Pode-se questionar se a realização de novas eleições legislativas não poderia redundar numa nova crise caso não haja de novo um vencedor com maioria absoluta ou qualificada.

Sim, pode acontecer, mas será sempre um novo contexto, provavelmente com novas lideranças partidárias ou fusões entre partidos políticos e um novo desafio ao Povo eleitor, cada vez mais desgastado com as sucessivas crises políticas e institucionais que têm bloqueado a Guiné-Bissau.

Aproveitamos para lembrar ao Presidente da República a importância do Conselho de Estado, seu órgão político de consulta, segundo o Artigo 73.º da CRGB e sobretudo pelo fato de ainda não terem sido dados a conhecer oficialmente os nomes dos cinco cidadãos designados pelo Presidente da República pelo período correspondente à duração do seu mandato, conforme a alínea e) do ARTIGO 74.° da Constituição da República da Guiné-Bissau

ARTIGO 74.º

1 –  O Conselho de Estado é presidido pelo Presidente da República e composto pelos seguintes membros:

a) O Presidente da Assembleia Nacional;

b) O Primeiro-Ministro;

c) O Presidente do Supremo Tribunal de Justiça;

d) O representante de cada um dos partidos políticos com assento na Assembleia Nacional Popular;

e) Cinco cidadãos designados pelo Presidente da República pelo período correspondente à duração do seu mandato.

2 – O representante a que se refere a alínea d) do número anterior é escolhido por cooptação entre os deputados à Assembleia Nacional Popular.

3 – Os membros do Conselho de Estado são empossados pelo Presidente da República.

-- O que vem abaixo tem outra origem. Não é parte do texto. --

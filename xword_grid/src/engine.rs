use log::{debug, info};
use util::{
  grid::{Grid, Gridlike, MutGridlike},
  pos::Pos,
};

use crate::{
  error::{EditError, PlacementError},
  placed_word::{span, Direction, PlacedWord, PlacedWordId},
};

/// A grid cell: a letter, or `None` when nothing has been written there.
pub type Cell = Option<char>;

/// Owns the letter grid and the words placed on it.
///
/// The grid is a projection of `placed_words`: every letter in it was written
/// by some placed word, and `rebuild_from_placed_words` can always recreate it
/// from the word list alone.
#[derive(Clone, Debug)]
pub struct GridEngine {
  grid: Grid<Cell>,
  placed_words: Vec<PlacedWord>,
  direction: Direction,
  editing: Option<PlacedWordId>,
  next_id: u64,
}

impl GridEngine {
  pub fn new(rows: u32, cols: u32) -> Self {
    Self {
      grid: Grid::new(rows, cols),
      placed_words: Vec::new(),
      direction: Direction::default(),
      editing: None,
      next_id: 0,
    }
  }

  pub fn rows(&self) -> u32 {
    self.grid.rows()
  }

  pub fn cols(&self) -> u32 {
    self.grid.cols()
  }

  pub fn grid(&self) -> &Grid<Cell> {
    &self.grid
  }

  pub fn cell(&self, pos: Pos) -> Cell {
    self.grid.get(pos).copied().flatten()
  }

  pub fn placed_words(&self) -> &[PlacedWord] {
    &self.placed_words
  }

  pub fn placed_word(&self, id: PlacedWordId) -> Option<&PlacedWord> {
    self.placed_words.iter().find(|word| word.id == id)
  }

  /// Direction used by callers that don't pick one explicitly.
  pub fn direction(&self) -> Direction {
    self.direction
  }

  pub fn set_direction(&mut self, direction: Direction) {
    self.direction = direction;
  }

  fn assign_new_id(&mut self) -> PlacedWordId {
    let id = PlacedWordId(self.next_id);
    self.next_id += 1;
    id
  }

  /// Cells from `origin`, inclusive, to the edge of the grid along
  /// `direction`. `origin` must be in bounds.
  fn cells_until_edge(&self, origin: Pos, direction: Direction) -> usize {
    match direction {
      Direction::Horizontal => self.cols() as usize - origin.col as usize,
      Direction::Vertical => self.rows() as usize - origin.row as usize,
    }
  }

  /// Validates placing `word` with its first letter at `origin`. Cells covered
  /// by the placed word `ignore` are treated as empty, so a word being edited
  /// never conflicts with itself.
  pub fn check_placement(
    &self,
    word: &str,
    origin: Pos,
    direction: Direction,
    ignore: Option<PlacedWordId>,
  ) -> Result<(), PlacementError> {
    let length = word.chars().count();
    if length == 0 {
      return Err(PlacementError::EmptyWord);
    }

    if !self.grid.in_bounds(origin) || length > self.cells_until_edge(origin, direction) {
      debug!("\"{word}\" at {origin} {direction} does not fit in the grid");
      return Err(PlacementError::OutOfBounds { origin, length, direction });
    }

    let ignore = ignore.and_then(|id| self.placed_word(id));
    for (pos, required) in span(origin, direction).zip(word.chars()) {
      if ignore.is_some_and(|ignored| ignored.contains(pos)) {
        continue;
      }
      match self.cell(pos) {
        Some(existing) if existing != required => {
          debug!("\"{word}\" conflicts at {pos}: {existing} != {required}");
          return Err(PlacementError::CharacterConflict { pos, existing, required });
        }
        _ => {}
      }
    }

    Ok(())
  }

  pub fn can_place(
    &self,
    word: &str,
    origin: Pos,
    direction: Direction,
    ignore: Option<PlacedWordId>,
  ) -> bool {
    self.check_placement(word, origin, direction, ignore).is_ok()
  }

  fn write_word(grid: &mut Grid<Cell>, word: &PlacedWord) {
    for (pos, letter) in word.letters() {
      if let Some(cell) = grid.get_mut(pos) {
        *cell = Some(letter);
      }
    }
  }

  /// Appends a placed word and writes its letters, overwriting whatever is
  /// under them. Nothing is validated and letters past the grid edge are
  /// dropped; use `try_place` to check first.
  pub fn place(
    &mut self,
    word: &str,
    origin: Pos,
    direction: Direction,
    clue: Option<String>,
  ) -> PlacedWordId {
    let id = self.assign_new_id();
    let placed = PlacedWord {
      id,
      text: word.to_owned(),
      origin,
      direction,
      clue,
    };
    Self::write_word(&mut self.grid, &placed);
    info!("Placed {placed}");
    self.placed_words.push(placed);
    id
  }

  pub fn try_place(
    &mut self,
    word: &str,
    origin: Pos,
    direction: Direction,
    clue: Option<String>,
  ) -> Result<PlacedWordId, PlacementError> {
    self.check_placement(word, origin, direction, None)?;
    Ok(self.place(word, origin, direction, clue))
  }

  /// Places `word` at the first position, scanning rows top to bottom and each
  /// row left to right, where it fits. Returns `None` without touching the
  /// grid if there is no such position.
  pub fn auto_place(
    &mut self,
    word: &str,
    direction: Direction,
    clue: Option<String>,
  ) -> Option<PlacedWordId> {
    let origin = self
      .grid
      .positions()
      .find(|&pos| self.can_place(word, pos, direction, None));
    match origin {
      Some(origin) => Some(self.place(word, origin, direction, clue)),
      None => {
        info!("No room for \"{word}\" placed {direction}");
        None
      }
    }
  }

  /// Clears the grid and rewrites every placed word in insertion order. Where
  /// two words disagree on a cell, the later one wins.
  pub fn rebuild_from_placed_words(&mut self) {
    self.grid.reset();
    for word in &self.placed_words {
      Self::write_word(&mut self.grid, word);
    }
  }

  pub fn clear(&mut self) {
    self.placed_words.clear();
    self.editing = None;
    self.rebuild_from_placed_words();
    info!("Cleared grid");
  }

  /// Finds the first placed word covering `pos`, trying words running in
  /// `preferred` first.
  pub fn find_word_at(&self, pos: Pos, preferred: Option<Direction>) -> Option<&PlacedWord> {
    preferred
      .and_then(|preferred| {
        self
          .placed_words
          .iter()
          .find(|word| word.direction == preferred && word.contains(pos))
      })
      .or_else(|| self.placed_words.iter().find(|word| word.contains(pos)))
  }

  pub fn begin_edit(&mut self, id: PlacedWordId) -> Result<(), EditError> {
    if self.placed_word(id).is_none() {
      return Err(EditError::UnknownWord(id));
    }
    self.editing = Some(id);
    Ok(())
  }

  pub fn editing(&self) -> Option<&PlacedWord> {
    self.editing.and_then(|id| self.placed_word(id))
  }

  /// Replaces the text, direction and clue of the word being edited, keeping
  /// its origin. On failure nothing changes and the edit stays open.
  pub fn commit_edit(
    &mut self,
    new_text: &str,
    new_direction: Direction,
    new_clue: Option<String>,
  ) -> Result<PlacedWordId, EditError> {
    let id = self.editing.ok_or(EditError::NotEditing)?;
    let origin = self
      .placed_word(id)
      .map(|word| word.origin)
      .ok_or(EditError::UnknownWord(id))?;

    self.check_placement(new_text, origin, new_direction, Some(id))?;

    let target = self
      .placed_words
      .iter_mut()
      .find(|word| word.id == id)
      .ok_or(EditError::UnknownWord(id))?;
    target.text = new_text.to_owned();
    target.direction = new_direction;
    target.clue = new_clue;
    info!("Edited {target}");

    self.editing = None;
    self.rebuild_from_placed_words();
    Ok(id)
  }

  pub fn end_edit(&mut self) {
    self.editing = None;
  }
}
#![deny(clippy::unwrap_used, clippy::expect_used, clippy::panic)]

pub mod word_bank;
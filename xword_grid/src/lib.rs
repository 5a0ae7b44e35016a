#![deny(clippy::unwrap_used, clippy::expect_used, clippy::panic)]

pub mod engine;
pub mod error;
pub mod placed_word;
pub mod shared;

DAS RELAÇÕES ENTRE O PRESIDENTE DA REPÚBLICA E A ASSEMBLEIA NACIONAL POPULAR

ARTIGO 68.°

São atribuições do Presidente da República:

c) Dirigir mensagem à Nação e à Assembleia Nacional;

d) Convocar extraordinariamente a Assembleia Nacional Popular sempre que razões imperiosas de interesse público o justifiquem;

f) Fixar a data das eleições do Presidente da República, dos deputados à Assembleia Nacional Popular e dos titulares dos órgãos de poder local, nos termos da lei;

g) Nomear e exonerar o Primeiro-Ministro, tendo em conta os resultados eleitorais e ouvidas as forças políticas representadas na Assembleia Nacional Popular;

ARTIGO 69.°

1 – Compete ainda ao Presidente da República:

a) Dissolver a Assembleia Nacional Popular, em caso de grave crise política, ouvidos o Presidente da Assembleia Nacional Popular e os partidos políticos nela representados e observados os limites impostos pela Constituição;

c) Promulgar ou exercer o direito de veto no prazo de 30 dias contados da recepção de qualquer diploma da Assembleia Nacional Popular ou do Governo para promulgação.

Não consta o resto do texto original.